Measuring productivity allows you to find the areas of your facility that are operating smoothly and efficiently and those that could use improvement. Doing so helps you:

  • Focus on long-term growth rather than short-term productivity gains that may undermine operations.
  • Identify specific opportunities to control healthcare spending growth in ways that support the economy and patient outcomes.
  • Deliver higher quality services while spending less on non-essential expenses.

In short, measuring productivity enables you to increase productivity to achieve positive outcomes. In healthcare settings, positive outcomes may involve continued medical advances, staying on top of service demands and improving affordability for patients.

However, measuring productivity is not as straightforward as it may seem, as the methods you use to measure productivity also matter.

Related Article: How to Improve Profitability and Efficiency in Hospitals

Traditional Measurement Methods

Traditional productivity measuring methods focus on hard metrics like time and financials. These hard metrics emphasize human capital and labor production rather than the services delivered. When seen through these measures, solid productivity in a healthcare setting is a matter of lower costs and quicker services.

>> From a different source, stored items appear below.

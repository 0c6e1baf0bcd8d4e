use crate::canon;
use crate::directive::{is_directive_line, Directive};
use crate::error::{Result, UnitError};
use std::fs;
use std::path::Path;

/// Lifecycle of a unit during an optimization run. The state is only ever
/// advanced by the optimization engine.
#[derive(Debug, Clone, Copy, PartialEq, Eq)]
pub enum UnitState {
    Unvisited,
    InProgress,
    Finalized,
}

/// Parsed representation of one source file: body lines, the position of the
/// directive block within the body, and the directives themselves.
#[derive(Debug, Clone)]
pub struct SourceUnit {
    /// Root-relative, '/'-separated path.
    pub id: String,

    /// All non-directive lines, in order.
    pub body: Vec<String>,

    /// Body offset where the directive block is re-inserted on render.
    pub block_pos: Option<usize>,

    /// Canonicalized directive list.
    pub directives: Vec<Directive>,

    pub state: UnitState,
}

impl SourceUnit {
    /// Parse stored content. Exactly one contiguous run of directive lines is
    /// supported; blank lines do not break the run, a second disjoint run is
    /// fatal.
    pub fn parse(id: impl Into<String>, content: &str) -> Result<Self> {
        let id = id.into();
        let mut body = Vec::new();
        let mut directives = Vec::new();
        let mut block_pos = None;
        // 0 = block not seen yet, 1 = inside the block, 2 = past it
        let mut phase = 0u8;

        for (line_no, line) in content.lines().enumerate() {
            if line.trim().is_empty() {
                body.push(line.to_string());
            } else if is_directive_line(line) {
                if phase == 2 {
                    return Err(UnitError::SplitDirectiveBlock {
                        unit: id,
                        line: line_no + 1,
                    });
                }
                if phase == 0 {
                    block_pos = Some(body.len());
                    phase = 1;
                }
                directives.push(Directive::parse(line)?);
            } else {
                if phase == 1 {
                    phase = 2;
                }
                body.push(line.to_string());
            }
        }

        let primary = canon::primary_for(&id);
        canon::canonicalize(&mut directives, &primary);

        log::debug!(
            "{id}: {} body lines, {} directives at offset {:?}",
            body.len(),
            directives.len(),
            block_pos
        );

        Ok(Self {
            id,
            body,
            block_pos,
            directives,
            state: UnitState::Unvisited,
        })
    }

    /// The unit's own counterpart header name, pinned first when serialized.
    pub fn primary(&self) -> String {
        canon::primary_for(&self.id)
    }

    /// Sort and dedup the directive list in place.
    pub fn canonicalize(&mut self) {
        let primary = self.primary();
        canon::canonicalize(&mut self.directives, &primary);
    }

    pub fn local_directives(&self) -> impl Iterator<Item = &Directive> {
        self.directives.iter().filter(|d| d.is_local())
    }

    /// Materialize the unit's text with `directives` in place of its block.
    /// Trial and final serialization both go through here.
    pub fn render(&self, directives: &[Directive]) -> String {
        let pos = self.block_pos.unwrap_or(0);
        let mut out = String::new();
        let mut emitted = directives.is_empty();

        for (i, line) in self.body.iter().enumerate() {
            if i == pos && !emitted {
                for d in directives {
                    out.push_str(&d.render());
                    out.push('\n');
                }
                emitted = true;
            }
            out.push_str(line);
            out.push('\n');
        }
        if !emitted {
            for d in directives {
                out.push_str(&d.render());
                out.push('\n');
            }
        }
        out
    }

    /// Write the unit's current in-memory state back to its storage location.
    pub fn persist(&self, root: &Path) -> Result<()> {
        fs::write(root.join(&self.id), self.render(&self.directives))?;
        Ok(())
    }
}

#[cfg(test)]
mod tests {
    use super::*;
    use pretty_assertions::assert_eq;

    const WIDGET: &str = "\
// widget impl

#include \"widget.h\"
#include <map>

#include \"util.h\"

int widget() { return 1; }
";

    #[test]
    fn parses_block_position_and_directives() {
        let unit = SourceUnit::parse("widget.cpp", WIDGET).unwrap();
        // comment line + blank line precede the block
        assert_eq!(unit.block_pos, Some(2));
        assert_eq!(
            unit.directives,
            vec![
                Directive::local("widget.h"),
                Directive::local("util.h"),
                Directive::foreign("map"),
            ]
        );
        assert_eq!(unit.state, UnitState::Unvisited);
        // blank line inside the block stays in the body
        assert_eq!(unit.body.len(), 5);
    }

    #[test]
    fn blank_lines_do_not_split_the_block() {
        let content = "#include <map>\n\n\n#include <set>\nint x;\n";
        let unit = SourceUnit::parse("a.cpp", content).unwrap();
        assert_eq!(unit.directives.len(), 2);
    }

    #[test]
    fn disjoint_blocks_are_fatal() {
        let content = "#include <map>\nint x;\n#include <set>\n";
        let err = SourceUnit::parse("a.cpp", content).unwrap_err();
        assert!(matches!(
            err,
            UnitError::SplitDirectiveBlock { line: 3, .. }
        ));
    }

    #[test]
    fn malformed_directive_is_fatal() {
        let err = SourceUnit::parse("a.cpp", "#include oops\n").unwrap_err();
        assert!(matches!(err, UnitError::MalformedDirective { .. }));
    }

    #[test]
    fn render_inserts_block_at_original_position() {
        let unit = SourceUnit::parse("widget.cpp", WIDGET).unwrap();
        let rendered = unit.render(&unit.directives);
        assert_eq!(
            rendered,
            "\
// widget impl

#include \"widget.h\"
#include \"util.h\"
#include <map>


int widget() { return 1; }
"
        );
        // rendering is stable under re-parsing
        let again = SourceUnit::parse("widget.cpp", &rendered).unwrap();
        assert_eq!(again.directives, unit.directives);
        assert_eq!(again.render(&again.directives), rendered);
    }

    #[test]
    fn render_with_empty_list_drops_the_block() {
        let unit = SourceUnit::parse("a.cpp", "#include <map>\nint x;\n").unwrap();
        assert_eq!(unit.render(&[]), "int x;\n");
    }

    #[test]
    fn unit_without_block_renders_unchanged() {
        let unit = SourceUnit::parse("a.cpp", "int x;\nint y;\n").unwrap();
        assert_eq!(unit.block_pos, None);
        assert_eq!(unit.render(&unit.directives), "int x;\nint y;\n");
    }

    #[test]
    fn persist_writes_through() {
        let temp = tempfile::tempdir().unwrap();
        let unit = SourceUnit::parse("widget.cpp", WIDGET).unwrap();
        unit.persist(temp.path()).unwrap();
        let on_disk = std::fs::read_to_string(temp.path().join("widget.cpp")).unwrap();
        assert_eq!(on_disk, unit.render(&unit.directives));
    }
}
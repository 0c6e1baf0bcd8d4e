use serde::{Deserialize, Serialize};

/// Statistics about one optimization run
#[derive(Debug, Clone, Default, Serialize, Deserialize)]
pub struct CullStats {
    /// Units driven to Finalized
    pub units: usize,

    /// Oracle invocations (baseline checks, trials and re-verifications)
    pub trials: usize,

    /// Directives removed outright
    pub removed: usize,

    /// Directives replaced by their target's own directive list
    pub spliced: usize,

    /// Directives retained after failed trials (or protected by policy)
    pub kept: usize,

    /// Time taken in milliseconds
    pub time_ms: u64,
}

impl CullStats {
    pub fn new() -> Self {
        Self::default()
    }
}
use crate::directive::Directive;

/// Derive the unit's own counterpart header name from its file name:
/// `src/widget.cpp` -> `widget.h`.
pub fn primary_for(unit_id: &str) -> String {
    let file = unit_id.rsplit('/').next().unwrap_or(unit_id);
    let stem = file.split('.').next().unwrap_or(file);
    format!("{stem}.h")
}

/// Deterministic order for a directive list: the primary counterpart header
/// pinned first, then the `Directive` comparator; equal entries deduped.
/// Idempotent, and invoked before every materialization so that the oracle
/// and storage only ever see canonical order.
pub fn canonicalize(directives: &mut Vec<Directive>, primary: &str) {
    directives.sort_by(|a, b| {
        let a_primary = a.identifier == primary;
        let b_primary = b.identifier == primary;
        b_primary.cmp(&a_primary).then_with(|| a.cmp(b))
    });
    directives.dedup();
}

#[cfg(test)]
mod tests {
    use super::*;
    use pretty_assertions::assert_eq;

    #[test]
    fn primary_derivation() {
        assert_eq!(primary_for("widget.cpp"), "widget.h");
        assert_eq!(primary_for("src/widget.cpp"), "widget.h");
        assert_eq!(primary_for("core.float.cc"), "core.h");
        assert_eq!(primary_for("noext"), "noext.h");
    }

    #[test]
    fn primary_is_pinned_first() {
        let mut list = vec![
            Directive::foreign("map"),
            Directive::local("audio.h"),
            Directive::local("widget.h"),
        ];
        canonicalize(&mut list, "widget.h");
        assert_eq!(
            list,
            vec![
                Directive::local("widget.h"),
                Directive::local("audio.h"),
                Directive::foreign("map"),
            ]
        );
    }

    #[test]
    fn duplicates_are_removed() {
        let mut list = vec![
            Directive::foreign("map"),
            Directive::local("audio.h"),
            Directive::foreign("map"),
        ];
        canonicalize(&mut list, "widget.h");
        assert_eq!(
            list,
            vec![Directive::local("audio.h"), Directive::foreign("map")]
        );
    }

    #[test]
    fn canonicalize_is_idempotent() {
        let mut once = vec![
            Directive::foreign("sys/types.h"),
            Directive::local("b.h"),
            Directive::foreign("map"),
            Directive::local("a.h"),
            Directive::local("a.h"),
        ];
        canonicalize(&mut once, "a.h");
        let mut twice = once.clone();
        canonicalize(&mut twice, "a.h");
        assert_eq!(once, twice);
    }
}
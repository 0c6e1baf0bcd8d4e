//! # incull-unit
//!
//! Source unit model for include minimization.
//!
//! A *unit* is one parsed source or header file: its body lines, the position
//! of its single contiguous `#include` block, and the directives in that
//! block. This crate owns the directive value type with its ordering rules,
//! the canonicalizer (deterministic sort + dedup with the unit's own
//! counterpart header pinned first), and the serialization used for both
//! trial materialization and final persistence.

mod canon;
mod directive;
mod error;
mod unit;

pub use canon::{canonicalize, primary_for};
pub use directive::{Directive, DirectiveKind, DIRECTIVE_TOKEN};
pub use error::{Result, UnitError};
pub use unit::{SourceUnit, UnitState};
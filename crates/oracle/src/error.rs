use thiserror::Error;

pub type Result<T> = std::result::Result<T, OracleError>;

#[derive(Error, Debug)]
pub enum OracleError {
    /// The build command could not be started at all. Distinct from a normal
    /// compile failure, which is an ordinary `false` verdict.
    #[error("failed to invoke build command {command:?}: {source}")]
    Invocation {
        command: String,
        #[source]
        source: std::io::Error,
    },
}
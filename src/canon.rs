// src/canon.rs
//! Canonicalization and deduplication.
//!
//! Every record gets a title/company key, plus a URL key (host+path) when it
//! links somewhere other than the curated portal. Two records are duplicates
//! when any of their keys collide. Curated entries are inserted first and keep
//! their identity; crawled duplicates keep the first-seen listing (connector
//! registration order) and union their tags into it.

use chrono::{DateTime, Utc};
use metrics::counter;
use once_cell::sync::OnceCell;
use regex::Regex;
use sha2::{Digest, Sha256};
use std::collections::{BTreeSet, HashMap, HashSet};
use tracing::{debug, warn};

use crate::catalog::CuratedEntry;
use crate::ingest::types::RawListing;
use crate::model::{MatchMethod, Opportunity, CURATED_PORTAL_SENTINEL};

/// Normalize text: decode entities, strip tags, collapse whitespace, trim.
pub fn normalize_text(s: &str) -> String {
    let mut out = html_escape::decode_html_entities(s).to_string();

    static RE_TAGS: OnceCell<Regex> = OnceCell::new();
    let re_tags = RE_TAGS.get_or_init(|| Regex::new(r"(?is)</?[^>]+>").unwrap());
    out = re_tags.replace_all(&out, "").to_string();

    out = out
        .replace(['\u{201C}', '\u{201D}', '\u{00AB}', '\u{00BB}'], "\"")
        .replace(['\u{2018}', '\u{2019}'], "'");

    static RE_WS: OnceCell<Regex> = OnceCell::new();
    let re_ws = RE_WS.get_or_init(|| Regex::new(r"\s+").unwrap());
    out = re_ws.replace_all(&out, " ").to_string();
    out = out.trim().to_string();

    // Length cap: 300 chars (titles / company names only)
    if out.chars().count() > 300 {
        out = out.chars().take(300).collect();
    }
    out
}

/// Lowercased, whitespace-collapsed tag. `"  Machine  Learning "` -> `"machine learning"`.
pub fn normalize_tag(s: &str) -> String {
    normalize_text(s).to_lowercase()
}

/// Lowercase, punctuation folded to spaces, whitespace collapsed.
fn key_part(s: &str) -> String {
    let lowered = normalize_text(s).to_lowercase();
    let mut out = String::with_capacity(lowered.len());
    let mut prev_space = true;
    for ch in lowered.chars() {
        if ch.is_alphanumeric() || ch == '+' || ch == '#' {
            out.push(ch);
            prev_space = false;
        } else if !prev_space {
            out.push(' ');
            prev_space = true;
        }
    }
    out.trim_end().to_string()
}

pub fn title_company_key(title: &str, company: &str) -> String {
    format!("tc:{}|{}", key_part(title), key_part(company))
}

/// `url:<host><path>` with `www.`, query, fragment and trailing slash dropped.
/// `None` for the portal sentinel, blanks and unparseable values.
pub fn url_key(raw: &str) -> Option<String> {
    let raw = raw.trim();
    if raw.is_empty() || raw == CURATED_PORTAL_SENTINEL {
        return None;
    }
    let parsed = url::Url::parse(raw)
        .or_else(|_| url::Url::parse(&format!("https://{raw}")))
        .ok()?;
    let host = parsed.host_str()?.to_ascii_lowercase();
    let host = host.strip_prefix("www.").unwrap_or(&host);
    let path = parsed.path().trim_end_matches('/').to_lowercase();
    Some(format!("url:{host}{path}"))
}

/// All identity keys of a record. The first one is the canonical key.
pub fn identity_keys(title: &str, company: &str, source_url: &str) -> Vec<String> {
    let tc = title_company_key(title, company);
    match url_key(source_url) {
        Some(u) => vec![u, tc],
        None => vec![tc],
    }
}

/// URL key when present, otherwise the title/company key.
pub fn canonical_key(o: &Opportunity) -> String {
    url_key(&o.source_url).unwrap_or_else(|| title_company_key(&o.title, &o.company))
}

/// Stable id for a crawled record, derived from its canonical key.
pub fn live_id(key: &str) -> String {
    let digest = Sha256::digest(key.as_bytes());
    let mut out = String::from("live-");
    for b in digest.iter().take(6) {
        use std::fmt::Write as _;
        let _ = write!(&mut out, "{:02x}", b);
    }
    out
}

#[derive(Debug, Default)]
pub struct MergeOutcome {
    pub opportunities: Vec<Opportunity>,
    /// Crawled listings folded into an existing record.
    pub merged: usize,
    /// Listings dropped because they had no usable title.
    pub dropped: usize,
}

struct Merger {
    out: Vec<Opportunity>,
    by_key: HashMap<String, usize>,
    ids: HashSet<String>,
    merged: usize,
    dropped: usize,
}

impl Merger {
    fn new() -> Self {
        Self {
            out: Vec::new(),
            by_key: HashMap::new(),
            ids: HashSet::new(),
            merged: 0,
            dropped: 0,
        }
    }

    fn find(&self, keys: &[String]) -> Option<usize> {
        keys.iter().find_map(|k| self.by_key.get(k).copied())
    }

    fn register(&mut self, keys: Vec<String>, idx: usize) {
        for k in keys {
            self.by_key.entry(k).or_insert(idx);
        }
    }

    fn push_curated(&mut self, entry: &CuratedEntry, now: DateTime<Utc>) {
        let title = normalize_text(&entry.title);
        let company = normalize_text(&entry.company);
        let source_url = entry
            .source_url
            .clone()
            .unwrap_or_else(|| CURATED_PORTAL_SENTINEL.to_string());
        let keys = identity_keys(&title, &company, &source_url);

        if let Some(existing) = self.find(&keys) {
            warn!(
                target: "canon",
                id = %entry.id,
                kept = %self.out[existing].id,
                "duplicate curated entry skipped"
            );
            self.register(keys, existing);
            return;
        }
        if !self.ids.insert(entry.id.clone()) {
            warn!(target: "canon", id = %entry.id, "curated id reused; entry skipped");
            return;
        }

        let idx = self.out.len();
        self.out.push(Opportunity {
            id: entry.id.clone(),
            title,
            company,
            kind: entry.kind.clone(),
            tags: entry.tags.iter().map(|t| normalize_tag(t)).filter(|t| !t.is_empty()).collect(),
            source_url,
            match_score: 0.0,
            match_method: MatchMethod::Curated,
            discovered_at: entry.added_at.unwrap_or(now),
            source: None,
        });
        self.register(keys, idx);
    }

    fn push_crawled(&mut self, raw: RawListing, now: DateTime<Utc>) {
        let title = normalize_text(&raw.title);
        if title.is_empty() {
            self.dropped += 1;
            return;
        }
        let company = normalize_text(&raw.company);
        let source_url = raw
            .url
            .as_deref()
            .map(str::trim)
            .filter(|u| !u.is_empty())
            .unwrap_or(CURATED_PORTAL_SENTINEL)
            .to_string();
        let tags: BTreeSet<String> = raw
            .tags
            .iter()
            .map(|t| normalize_tag(t))
            .filter(|t| !t.is_empty())
            .collect();
        let keys = identity_keys(&title, &company, &source_url);

        if let Some(existing) = self.find(&keys) {
            self.merged += 1;
            let kept = &mut self.out[existing];
            // Curated records are trusted as-is.
            if !kept.is_curated() {
                kept.tags.extend(tags);
            }
            debug!(target: "canon", kept = %kept.id, source = %raw.source, "duplicate merged");
            self.register(keys, existing);
            return;
        }

        let mut id = live_id(&keys[0]);
        let mut n = 1;
        while self.ids.contains(&id) {
            n += 1;
            id = format!("{}-{n}", live_id(&keys[0]));
        }
        self.ids.insert(id.clone());

        let kind = raw
            .kind
            .as_deref()
            .map(normalize_tag)
            .filter(|k| !k.is_empty())
            .unwrap_or_else(|| "job".to_string());

        // Source posting date when known; future dates are clamped to `now`.
        let discovered_at = raw.posted_at.filter(|t| *t <= now).unwrap_or(now);

        let idx = self.out.len();
        self.out.push(Opportunity {
            id,
            title,
            company,
            kind,
            tags,
            source_url,
            match_score: 0.0,
            match_method: MatchMethod::Rule,
            discovered_at,
            source: Some(raw.source),
        });
        self.register(keys, idx);
    }
}

/// Merge the curated catalog with crawled batches.
///
/// `batches` must be in connector registration order; the result does not
/// depend on the order in which connectors finished.
pub fn merge(
    curated: &[CuratedEntry],
    batches: Vec<Vec<RawListing>>,
    now: DateTime<Utc>,
) -> MergeOutcome {
    let mut m = Merger::new();
    for entry in curated {
        m.push_curated(entry, now);
    }
    for batch in batches {
        for raw in batch {
            m.push_crawled(raw, now);
        }
    }

    counter!("dedup_merged_total").increment(m.merged as u64);

    MergeOutcome {
        opportunities: m.out,
        merged: m.merged,
        dropped: m.dropped,
    }
}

Time metrics evaluate such factors as the following:

  • The time needed to care for patients and complete each case
  • The number of patients doctors treat per day
  • The time healthcare employees spend with each patient

The financial healthcare productivity metrics look at:

  • Employee labor costs: Financial metrics assess positions essential to patient care and those that provide supplemental benefits. Maximizing productivity in this area may involve redistributing wages, culling staff or exploring casual and temporary hires.
  • Amount of overtime pay given: Sometimes overtime hours are necessary, such as when treating a patient in an emergency takes providers past closing hours. Other times, overtime hours are less critical, such as staying after hours to complete paperwork or spending too much time with each patient.
  • Supply and equipment costs: Financial metrics weigh the benefit and expense of each medical device the clinic or hospital uses. State-of-the-art devices may be expensive, but their benefit may provide a worthwhile return on the investment. Conversely, a clinic or hospital may opt for the bare essentials to cut expenses. Other considerations include keeping enough medications on hand to meet patient demand.
  • Other expenses: Electrical, heating, water and other utility bills are necessary to provide adequate patient care. Still, finding ways to cut back on these expenses increases financial productivity.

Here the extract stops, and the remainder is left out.